Multiple endocrine neoplasia type 1 (MEN‐1) is characterized by hyperfunction and tumor formation of the parathyroids, anterior pituitary and endocrine pancreas. We carried out exon‐specific, PCR‐based DNA sequencing of the coding exons of the MEN1 gene in 8 Israeli MEN1 patients: 4 familial and 4 sporadic. We similarly analyzed Israeli families with a unique phenotype of isolated hyperprolactinemia (HPRL). Four mutations were detected in 4 MEN1 patients: C to T alteration at nucleotide 2608 resulting in R108X, and three intronic insertions/deletions (a 13 basepair (bp) deletion and a 1 bp insertion both in intron 1, and a 2 bp insertion in intron 3) leading to exonic frame shifts as they encompass the splice junctions.
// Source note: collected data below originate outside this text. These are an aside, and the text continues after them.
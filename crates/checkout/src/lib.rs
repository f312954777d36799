pub mod errors;
pub mod finalization;
pub mod memory;
pub mod ports;
pub mod service;
pub mod step;

pub use errors::{CheckoutError, Result};
pub use finalization::{Finalized, Finalizer, StepLog};
pub use memory::{InMemoryCoupons, InMemoryInventory, InMemoryOrders, ScheduledLoyalty, UnlimitedCapacity};
pub use ports::{
    CarrierCapacity, Catalog, CouponRepository, Inventory, LoyaltyTiers, OrderRepository,
    RatingRepository,
};
pub use service::{loyalty_schedule, OrderService, Ports};
pub use step::{FinalizationStep, StepRecord, StepStatus};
An additional patient exhibited a compound mutation: a G to T change at position 7614 resulting in E463X, and insertion/deletion of 9 bp at position 7622‐7630 resulting in EAE466‐468X. Haplotype analysis showed no segregation of phenotype with 11q13 markers in 4 familial HPRL, and no men 1 germline mutations were detected in three representative individuals, from 3 families. Our results confirm that men 1 gene germline mutations occur in the majority of patients with clinically diagnosed MEN1, and that familial HPRL is a genetically distinct disorder. Hum Mutat 16:269, 2000. © 2000 Wiley‐Liss, Inc.